01 -
Mix sugar with lukewarm milk then sprinkle yeast on top. In a warm kitchen environment, allow mixture to sit for 10 minutes until the yeast begins to foam.
02 -
Place the activated yeast mixture into a stand mixer fitted with a kneading hook, then mix together with the egg and egg yolk.
03 -
Mix in flour and salt, then knead until the dough comes together.
04 -
Slowly add room temperature butter chunks piece by piece. Continue kneading for 10 minutes on medium-high speed until the dough becomes elastic, shiny, and no longer sticky.
05 -
Transfer the dough to a bowl and cover with plastic wrap or a tea towel.
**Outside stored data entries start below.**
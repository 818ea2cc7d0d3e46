//! Logging infrastructure using `tracing` and `tracing-subscriber`.
//!
//! Logs go to stderr (or a file) so the validation report on stdout stays
//! clean for piping.
//!
//! # Log Levels
//!
//! - `error`: Fatal configuration or load errors
//! - `warn`: Skipped inputs
//! - `info`: Per-dataset row and error counts
//! - `debug`: Individual field violations
//! - `trace`: Everything else
//!
//! # Usage
//!
//! ```ignore
//! use refdb_cli::logging::{init_logging, LogConfig};
//!
//! let config = LogConfig::from_verbosity(1);
//! init_logging(&config)?;
//! ```

use std::fs::OpenOptions;
use std::io::{self, Write};
use std::path::PathBuf;
use std::sync::{Arc, Mutex};

use tracing::level_filters::LevelFilter;
use tracing_subscriber::{
    EnvFilter,
    fmt::{self, MakeWriter},
    layer::SubscriberExt,
    util::SubscriberInitExt,
};

/// Crates whose events are shown at the configured level.
const CRATES: &[&str] = &[
    "refdb",
    "refdb_cli",
    "refdb_ingest",
    "refdb_model",
    "refdb_schema",
    "refdb_validate",
];

/// Configuration for logging behavior.
#[derive(Debug, Clone)]
pub struct LogConfig {
    /// Maximum level for this workspace's crates.
    pub level_filter: LevelFilter,
    /// Let `RUST_LOG` override `level_filter`.
    pub use_env_filter: bool,
    /// Whether to include timestamps in log output.
    pub with_timestamps: bool,
    /// Whether to include target (module path) in log output.
    pub with_target: bool,
    /// Whether to use ANSI colors in output.
    pub with_ansi: bool,
    /// Output format: "pretty", "compact", or "json".
    pub format: LogFormat,
    /// Optional log file path. When set, logs are written to the file.
    pub log_file: Option<PathBuf>,
}

/// Log output format.
#[derive(Debug, Clone, Copy, Default, PartialEq, Eq)]
pub enum LogFormat {
    /// Human-readable pretty format with colors.
    #[default]
    Pretty,
    /// Compact single-line format.
    Compact,
    /// JSON format for machine parsing.
    Json,
}

impl Default for LogConfig {
    fn default() -> Self {
        Self {
            level_filter: LevelFilter::WARN,
            use_env_filter: true,
            with_timestamps: false,
            with_target: false,
            with_ansi: true,
            format: LogFormat::default(),
            log_file: None,
        }
    }
}

impl LogConfig {
    /// Create a `LogConfig` from CLI verbosity count.
    ///
    /// - 0 (no `-v`): warn level
    /// - 1 (`-v`): info level
    /// - 2 (`-vv`): debug level
    /// - 3+ (`-vvv`): trace level
    #[must_use]
    pub fn from_verbosity(verbosity: u8) -> Self {
        let level_filter = match verbosity {
            0 => LevelFilter::WARN,
            1 => LevelFilter::INFO,
            2 => LevelFilter::DEBUG,
            _ => LevelFilter::TRACE,
        };
        Self {
            level_filter,
            ..Default::default()
        }
    }

    /// Set output format.
    #[must_use]
    pub fn with_format(mut self, format: LogFormat) -> Self {
        self.format = format;
        self
    }

    /// Set the log file path (writes to stderr when None).
    #[must_use]
    pub fn with_log_file(mut self, path: Option<PathBuf>) -> Self {
        self.log_file = path;
        self
    }
}

/// Initialize the global tracing subscriber with the given configuration.
///
/// This should be called once at application startup.
///
/// # Errors
///
/// Returns an error if the log file cannot be opened.
pub fn init_logging(config: &LogConfig) -> io::Result<()> {
    if let Some(path) = &config.log_file {
        let file = OpenOptions::new().create(true).append(true).open(path)?;
        init_logging_with_writer(config, SharedFileWriter::new(file));
    } else {
        init_logging_with_writer(config, io::stderr);
    }
    Ok(())
}

/// Initialize logging with a custom writer (useful for testing).
pub fn init_logging_with_writer<W>(config: &LogConfig, writer: W)
where
    W: for<'writer> MakeWriter<'writer> + Send + Sync + 'static,
{
    let filter = build_env_filter(config);

    match config.format {
        LogFormat::Json => {
            let layer = fmt::layer()
                .json()
                .with_writer(writer)
                .with_target(config.with_target)
                .with_span_events(fmt::format::FmtSpan::CLOSE);

            tracing_subscriber::registry()
                .with(filter)
                .with(layer)
                .init();
        }
        LogFormat::Compact => {
            let layer = fmt::layer()
                .compact()
                .with_writer(writer)
                .with_ansi(config.with_ansi)
                .with_target(config.with_target);

            if config.with_timestamps {
                tracing_subscriber::registry()
                    .with(filter)
                    .with(layer)
                    .init();
            } else {
                tracing_subscriber::registry()
                    .with(filter)
                    .with(layer.without_time())
                    .init();
            }
        }
        LogFormat::Pretty => {
            let layer = fmt::layer()
                .with_writer(writer)
                .with_ansi(config.with_ansi)
                .with_target(config.with_target);

            if config.with_timestamps {
                tracing_subscriber::registry()
                    .with(filter)
                    .with(layer)
                    .init();
            } else {
                tracing_subscriber::registry()
                    .with(filter)
                    .with(layer.without_time())
                    .init();
            }
        }
    }
}

#[derive(Clone)]
struct SharedFileWriter {
    file: Arc<Mutex<std::fs::File>>,
}

impl SharedFileWriter {
    fn new(file: std::fs::File) -> Self {
        Self {
            file: Arc::new(Mutex::new(file)),
        }
    }
}

struct SharedFileGuard {
    file: Arc<Mutex<std::fs::File>>,
}

impl Write for SharedFileGuard {
    fn write(&mut self, buf: &[u8]) -> io::Result<usize> {
        let mut guard = self
            .file
            .lock()
            .map_err(|_| io::Error::other("log file lock poisoned"))?;
        guard.write(buf)
    }

    fn flush(&mut self) -> io::Result<()> {
        let mut guard = self
            .file
            .lock()
            .map_err(|_| io::Error::other("log file lock poisoned"))?;
        guard.flush()
    }
}

impl<'a> MakeWriter<'a> for SharedFileWriter {
    type Writer = SharedFileGuard;

    fn make_writer(&'a self) -> Self::Writer {
        SharedFileGuard {
            file: Arc::clone(&self.file),
        }
    }
}

/// Build an `EnvFilter`, letting `RUST_LOG` win when allowed.
fn build_env_filter(config: &LogConfig) -> EnvFilter {
    if config.use_env_filter
        && let Ok(filter) = EnvFilter::try_from_default_env()
    {
        return filter;
    }
    EnvFilter::new(default_directives(config.level_filter))
}

/// External crates stay at warn; our crates follow the configured level.
fn default_directives(level: LevelFilter) -> String {
    let level = level.to_string().to_lowercase();
    let mut directives = vec!["warn".to_string()];
    directives.extend(CRATES.iter().map(|krate| format!("{krate}={level}")));
    directives.join(",")
}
Allow to rise in the refrigerator overnight, or at room temperature for 1-2 hours.
06 -
After the dough has risen, knock out the air and gently knead for a few seconds. Roll the dough on a lightly floured surface to ¼ inch (6 mm) thickness, then cut into 6 cm (2.5-inch) squares using a pizza wheel.
07 -
Place each dough square onto individual small sheets of baking paper. The dough should yield 20-25 small beignets depending on thickness and size.
08 -
Allow the dough to proof a second time at room temperature for 1-2 hours until noticeably puffed up. Choose a warm spot but avoid direct heat and sunlight.
09 -
Heat vegetable oil in a heavy-bottomed pan over medium heat to 180°C (356°F), or between 175-185°C (347-365°F). Use a thermometer for accuracy.
10 -
Fry 6-8 beignets at a time, ensuring sufficient space between them. Cook each side for approximately 1.5 minutes or until golden brown.
11 -
Place fried beignets on a wire rack lined with paper towels to absorb excess oil. While still hot, toss in powdered sugar.
12 -
Serve immediately while fresh. Store any leftovers in an airtight container at room temperature for 1-2 days.